何より、ちょっといつも通りの自分に戻りたい気がした…………のだが。
ここに、そんなぼっちの機微をまるで察しない女が一人。
優しさでもなければ気遣いでもなく、まるで自然災害のような奴がいた。
俺はいきなり柔い手で肩を揉まれて、ビクッとして後方を振り返ると、
「えへへ、さっきは色々ご苦労さま♪ ちょっと……疲れてる?」
うん、あれだ、お前の存在そのものが疲労の主な原因なんだけどな!
橘かれんは俺の肩をもみもみしながら満面の笑みだった。
嬉しそうなのは良いんだが、肩とか普段は絶対触れられない場所なので本当にびっくりしたよ……。それと長い金髪が上から首筋に当たってくるのは非常に勘弁して欲しいっていうか……俺もついそっぽを向いてしまった。
「何すんだよっ。心臓に悪いっての」
「あいつら、そんな悪い奴じゃなかったっしょ?」
「別に、普通だったけど……」
でもこういうノリ、二人でいる時だけじゃなかったのか?
それとも、気持ちひそひそ声なのはこいつなりに気を使ってくれてるのだろうか?
でも、さっきマジで見られてたことが判明したばかりなんだからな。
ほら、また小松君もちらちら見てんじゃねーか。心なしか後ろの女子二人からも視線を感じるので最早金縛りも同然である。遠足よ早く終われ。

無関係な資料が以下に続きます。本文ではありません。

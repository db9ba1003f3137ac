//! Per-connection actor
//!
//! Owns one TCP connection and runs its two I/O loops: a read loop that
//! turns socket lines into `Message`s on the inbound queue, and a write loop
//! that flushes raw lines from the outbound queue back to the socket.
//! Neither loop ever touches lobby state; everything goes through channels.
//!
//! Teardown is unified: whether the client sent `/quit` (quit signal fired
//! by the lobby) or the transport failed, the read loop exits and drops the
//! inbound sender. The lobby's relay sees the closed queue and raises the
//! Leave event, which in turn closes the outbound queue and lets the write
//! loop drain and exit.

use std::sync::Arc;

use chrono::Local;
use tokio::io::{AsyncBufReadExt, AsyncWriteExt, BufReader, BufWriter};
use tokio::net::TcpStream;
use tokio::sync::{mpsc, Notify};
use tracing::{debug, error, info};

use crate::client::Client;
use crate::error::AppError;
use crate::lobby::LobbyEvent;
use crate::message::Message;
use crate::types::ClientId;

/// Outbound queue depth per client. Broadcast delivery awaits this queue, so
/// a client that stops reading stalls the lobby once the slack runs out.
pub const OUTBOUND_BUFFER_SIZE: usize = 32;

/// Inbound queue depth per client
const INBOUND_BUFFER_SIZE: usize = 16;

/// Handle a new TCP connection for its whole lifetime.
///
/// Registers the client with the lobby, runs the read and write loops to
/// completion, and returns once the connection is fully torn down.
pub async fn handle_connection(
    stream: TcpStream,
    events: mpsc::Sender<LobbyEvent>,
) -> Result<(), AppError> {
    let peer_addr = stream
        .peer_addr()
        .map(|a| a.to_string())
        .unwrap_or_else(|_| "unknown".to_string());

    let client_id = ClientId::new();
    info!("Client {} connected from {}", client_id, peer_addr);

    let (read_half, write_half) = stream.into_split();
    let (outbound_tx, mut outbound_rx) = mpsc::channel::<String>(OUTBOUND_BUFFER_SIZE);
    let (inbound_tx, inbound_rx) = mpsc::channel::<Message>(INBOUND_BUFFER_SIZE);
    let quit = Arc::new(Notify::new());

    let client = Client::new(client_id, outbound_tx, quit.clone());
    if events
        .send(LobbyEvent::Join {
            client,
            inbound: inbound_rx,
        })
        .await
        .is_err()
    {
        error!("Failed to register client {} - lobby closed", client_id);
        return Err(AppError::ChannelSend);
    }

    // Read loop: socket lines -> inbound queue. Exiting drops inbound_tx,
    // which closes the queue; that closure is the one disconnect signal.
    let read_task = tokio::spawn(async move {
        let mut lines = BufReader::new(read_half).lines();
        loop {
            tokio::select! {
                _ = quit.notified() => {
                    debug!("Client {} quit, closing transport", client_id);
                    break;
                }
                line = lines.next_line() => match line {
                    Ok(Some(text)) => {
                        let message = Message::new(Local::now(), client_id, text);
                        // A full inbound queue must not mask the quit signal
                        tokio::select! {
                            _ = quit.notified() => {
                                debug!("Client {} quit, closing transport", client_id);
                                break;
                            }
                            sent = inbound_tx.send(message) => {
                                if sent.is_err() {
                                    break;
                                }
                            }
                        }
                    }
                    Ok(None) => {
                        debug!("Client {} closed the connection", client_id);
                        break;
                    }
                    Err(e) => {
                        debug!("Read error for client {}: {}", client_id, e);
                        break;
                    }
                },
            }
        }
        debug!("Read loop ended for {}", client_id);
    });

    // Write loop: outbound queue -> socket. Queue closure means drain what
    // is buffered, then exit.
    let write_task = tokio::spawn(async move {
        let mut writer = BufWriter::new(write_half);
        while let Some(line) = outbound_rx.recv().await {
            if let Err(e) = writer.write_all(line.as_bytes()).await {
                debug!("Write error for client {}: {}", client_id, e);
                break;
            }
            if let Err(e) = writer.flush().await {
                debug!("Flush error for client {}: {}", client_id, e);
                break;
            }
        }
        debug!("Write loop ended for {}", client_id);
    });

    let _ = tokio::join!(read_task, write_task);
    info!("Client {} connection closed", client_id);

    Ok(())
}
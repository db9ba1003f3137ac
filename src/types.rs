//! Basic type definitions for the chat server
//!
//! Provides the `ClientId` newtype: a UUID-based unique client identifier.
//! Rooms need no identifier type of their own since they are keyed by their
//! user-chosen names.

use uuid::Uuid;

/// Unique client identifier (newtype pattern)
///
/// Wraps a UUID v4 for type-safe client identification.
/// Implements Hash and Eq for use as HashMap keys.
#[derive(Debug, Clone, Copy, PartialEq, Eq, Hash)]
pub struct ClientId(pub Uuid);

impl ClientId {
    /// Create a new random client ID
    pub fn new() -> Self {
        Self(Uuid::new_v4())
    }
}

impl Default for ClientId {
    fn default() -> Self {
        Self::new()
    }
}

impl std::fmt::Display for ClientId {
    fn fmt(&self, f: &mut std::fmt::Formatter<'_>) -> std::fmt::Result {
        write!(f, "{}", self.0)
    }
}

#[cfg(test)]
mod tests {
    use super::*;

    #[test]
    fn test_client_id_unique() {
        let id1 = ClientId::new();
        let id2 = ClientId::new();
        assert_ne!(id1, id2);
    }
}
use std::collections::BTreeMap;
use std::fmt;

// ---------------------------------------------------------------------------
// Value – a single CSV cell after coercion
// ---------------------------------------------------------------------------

/// A cell value: numeric when the text parses as a finite number, text otherwise.
#[derive(Debug, Clone, PartialEq)]
pub enum Value {
    Number(f64),
    Text(String),
}

impl Value {
    /// Coerce a raw (already trimmed) cell.
    pub fn coerce(raw: &str) -> Self {
        match raw.parse::<f64>() {
            Ok(v) if v.is_finite() => Value::Number(v),
            _ => Value::Text(raw.to_string()),
        }
    }

    /// Numeric view of the value, if it has one.
    pub fn as_f64(&self) -> Option<f64> {
        match self {
            Value::Number(v) => Some(*v),
            Value::Text(_) => None,
        }
    }
}

impl fmt::Display for Value {
    fn fmt(&self, f: &mut fmt::Formatter<'_>) -> fmt::Result {
        match self {
            Value::Number(v) => write!(f, "{v}"),
            Value::Text(s) => write!(f, "{s}"),
        }
    }
}

// ---------------------------------------------------------------------------
// Record – one data row
// ---------------------------------------------------------------------------

/// One CSV row: field name → value.
/// Short rows simply lack their trailing fields.
#[derive(Debug, Clone, Default, PartialEq)]
pub struct Record {
    pub values: BTreeMap<String, Value>,
}

impl Record {
    pub fn get(&self, field: &str) -> Option<&Value> {
        self.values.get(field)
    }

    /// Numeric value of `field`, `None` when missing or text.
    pub fn number(&self, field: &str) -> Option<f64> {
        self.get(field).and_then(Value::as_f64)
    }

    /// Display text of `field`, empty when missing.
    pub fn text(&self, field: &str) -> String {
        self.get(field).map(|v| v.to_string()).unwrap_or_default()
    }
}

// ---------------------------------------------------------------------------
// Dataset – the complete parsed file
// ---------------------------------------------------------------------------

/// The parsed CSV: header row plus records in file order.
#[derive(Debug, Clone, Default)]
pub struct Dataset {
    /// Header names in file order.
    pub fields: Vec<String>,
    pub records: Vec<Record>,
}

impl Dataset {
    /// Pair each row positionally with `fields`, coercing every cell.
    /// Cells beyond the header width are dropped.
    pub fn from_rows<I, R, S>(fields: Vec<String>, rows: I) -> Self
    where
        I: IntoIterator<Item = R>,
        R: IntoIterator<Item = S>,
        S: AsRef<str>,
    {
        let records = rows
            .into_iter()
            .map(|row| {
                let values = fields
                    .iter()
                    .zip(row)
                    .map(|(field, cell)| (field.clone(), Value::coerce(cell.as_ref())))
                    .collect();
                Record { values }
            })
            .collect();
        Dataset { fields, records }
    }

    /// Number of records.
    pub fn len(&self) -> usize {
        self.records.len()
    }

    /// Whether the dataset has no records.
    pub fn is_empty(&self) -> bool {
        self.records.is_empty()
    }
}

#[cfg(test)]
mod tests {
    use super::*;

    #[test]
    fn numbers_are_coerced() {
        assert_eq!(Value::coerce("42"), Value::Number(42.0));
        assert_eq!(Value::coerce("-3.5"), Value::Number(-3.5));
        assert_eq!(Value::coerce("1e3"), Value::Number(1000.0));
    }

    #[test]
    fn non_numbers_stay_text() {
        assert_eq!(Value::coerce("apples"), Value::Text("apples".into()));
        assert_eq!(Value::coerce(""), Value::Text(String::new()));
        assert_eq!(Value::coerce("NaN"), Value::Text("NaN".into()));
        assert_eq!(Value::coerce("inf"), Value::Text("inf".into()));
    }

    #[test]
    fn integral_numbers_display_without_fraction() {
        assert_eq!(Value::Number(3.0).to_string(), "3");
        assert_eq!(Value::Number(2.5).to_string(), "2.5");
    }

    #[test]
    fn short_rows_lack_trailing_fields() {
        let ds = Dataset::from_rows(
            vec!["name".into(), "value".into()],
            vec![vec!["a", "1"], vec!["b"], vec!["c", "3", "extra"]],
        );
        assert_eq!(ds.len(), 3);
        assert_eq!(ds.records[0].number("value"), Some(1.0));
        assert!(ds.records[1].get("value").is_none());
        assert_eq!(ds.records[1].text("value"), "");
        assert_eq!(ds.records[2].values.len(), 2);
    }
}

と、橘は俺の肩から手を離すや隣にしゃがみこんできた。
どうやらいつになくご機嫌モードのようで、歯を見せてにっこりしている。
「やっぱ面倒見良いよね、キミ。あの状況で手伝いに行っちゃうとかさ」
「そんなんじゃない。火をおこしたらやることがなかったしな」
「ガリ勉が傑たちと仲良しになればさ、あたしも自然に絡みにいけるね? 教室とかでも」
どうも橘に聞く所によると、さっきのクールな方が荻野傑、騒がしい方が飯塚翔太というらしい。このクラス唯一のサッカー部コンビだとか。
……何か、今日は新しい名前ばかりだな。
明日には全部忘れてる自信があるよ、ほんとに。
「でさ……もしそうなれば、キミを悪く言ってた男子も見返せるじゃん?」
「お前、まだそんなこと気にしてたのかよ……。いい加減忘れろ」
橘は握りこぶしを作ると、俺の二の腕にぐっと押し付けて。
“やーだね”――まるでそう言っているみたいに「にしし」と笑う。
だが俺は――中村君とその一味が特別悪いとは思っていないのだ。
あいつらは他の奴より酷くもなければ上等でもない。問題があるのは俺だって同じだ。俺が空気も読まず勉強ばかりしているのは事実だし、それで不快に思う奴がいても当然なわけで。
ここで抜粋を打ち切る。